Top of THE INPUT
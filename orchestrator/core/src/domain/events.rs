// Copyright (c) 2026 100monkeys.ai
// SPDX-License-Identifier: AGPL-3.0

use chrono::{DateTime, Utc};
use serde::{Deserialize, Serialize};

use crate::domain::agent::AgentId;
use crate::domain::batch::{BatchRunId, SweepPhase};
use crate::domain::license::{LicenseId, LicenseStatus};
use crate::domain::reinstatement::{ReinstatementId, ReinstatementStatus};
use crate::domain::termination::{TerminationId, WorkflowStatus};

/// License store events. Emitted after the transition is committed.
#[derive(Debug, Clone, Serialize, Deserialize)]
pub enum LicenseEvent {
    LicenseTransitioned {
        license_id: LicenseId,
        agent_id: AgentId,
        action: String,
        from: LicenseStatus,
        to: LicenseStatus,
        actor: String,
        transitioned_at: DateTime<Utc>,
    },
}

#[derive(Debug, Clone, Serialize, Deserialize)]
pub enum SweepEvent {
    SweepCompleted {
        run_id: BatchRunId,
        phase: SweepPhase,
        dry_run: bool,
        total_found: usize,
        succeeded: usize,
        failed: usize,
        deactivated_agents: usize,
        completed_at: DateTime<Utc>,
    },
}

#[derive(Debug, Clone, Serialize, Deserialize)]
pub enum TerminationEvent {
    TerminationStarted {
        termination_id: TerminationId,
        agent_id: AgentId,
        reason_code: String,
        started_at: DateTime<Utc>,
    },
    TerminationStepRecorded {
        termination_id: TerminationId,
        agent_id: AgentId,
        step: String,
        succeeded: bool,
        recorded_at: DateTime<Utc>,
    },
    TerminationFinished {
        termination_id: TerminationId,
        agent_id: AgentId,
        status: WorkflowStatus,
        error_count: usize,
        finished_at: DateTime<Utc>,
    },
}

#[derive(Debug, Clone, Serialize, Deserialize)]
pub enum ReinstatementEvent {
    ReinstatementRequested {
        request_id: ReinstatementId,
        agent_id: AgentId,
        requested_by: String,
        decision_deadline: DateTime<Utc>,
    },
    ReinstatementResolved {
        request_id: ReinstatementId,
        agent_id: AgentId,
        status: ReinstatementStatus,
        approver: String,
        system_decided: bool,
        resolved_at: DateTime<Utc>,
    },
    ReinstatementCompleted {
        request_id: ReinstatementId,
        agent_id: AgentId,
        error_count: usize,
        completed_at: DateTime<Utc>,
    },
}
Bottom of THE INPUT
ACTIVITY – Only an exact retyping of the full data will do.

EXERCISE ANSWER –
filename orchestrator/core/src/domain/events.rs
// Copyright (c) 2026 100monkeys.ai
// SPDX-License-Identifier: AGPL-3.0

use chrono::{DateTime, Utc};
use serde::{Deserialize, Serialize};

use crate::domain::agent::AgentId;
use crate::domain::batch::{BatchRunId, SweepPhase};
use crate::domain::license::{LicenseId, LicenseStatus};
use crate::domain::reinstatement::{ReinstatementId, ReinstatementStatus};
use crate::domain::termination::{TerminationId, WorkflowStatus};

/// License store events. Emitted after the transition is committed.
#[derive(Debug, Clone, Serialize, Deserialize)]
pub enum LicenseEvent {
    LicenseTransitioned {
        license_id: LicenseId,
        agent_id: AgentId,
        action: String,
        from: LicenseStatus,
        to: LicenseStatus,
        actor: String,
        transitioned_at: DateTime<Utc>,
    },
}

#[derive(Debug, Clone, Serialize, Deserialize)]
pub enum SweepEvent {
    SweepCompleted {
        run_id: BatchRunId,
        phase: SweepPhase,
        dry_run: bool,
        total_found: usize,
        succeeded: usize,
        failed: usize,
        deactivated_agents: usize,
        completed_at: DateTime<Utc>,
    },
}

#[derive(Debug, Clone, Serialize, Deserialize)]
pub enum TerminationEvent {
    TerminationStarted {
        termination_id: TerminationId,
        agent_id: AgentId,
        reason_code: String,
        started_at: DateTime<Utc>,
    },
    TerminationStepRecorded {
        termination_id: TerminationId,
        agent_id: AgentId,
        step: String,
        succeeded: bool,
        recorded_at: DateTime<Utc>,
    },
    TerminationFinished {
        termination_id: TerminationId,
        agent_id: AgentId,
        status: WorkflowStatus,
        error_count: usize,
        finished_at: DateTime<Utc>,
    },
}

#[derive(Debug, Clone, Serialize, Deserialize)]
pub enum ReinstatementEvent {
    ReinstatementRequested {
        request_id: ReinstatementId,
        agent_id: AgentId,
        requested_by: String,
        decision_deadline: DateTime<Utc>,
    },
    ReinstatementResolved {
        request_id: ReinstatementId,
        agent_id: AgentId,
        status: ReinstatementStatus,
        approver: String,
        system_decided: bool,
        resolved_at: DateTime<Utc>,
    },
    ReinstatementCompleted {
        request_id: ReinstatementId,
        agent_id: AgentId,
        error_count: usize,
        completed_at: DateTime<Utc>,
    },
}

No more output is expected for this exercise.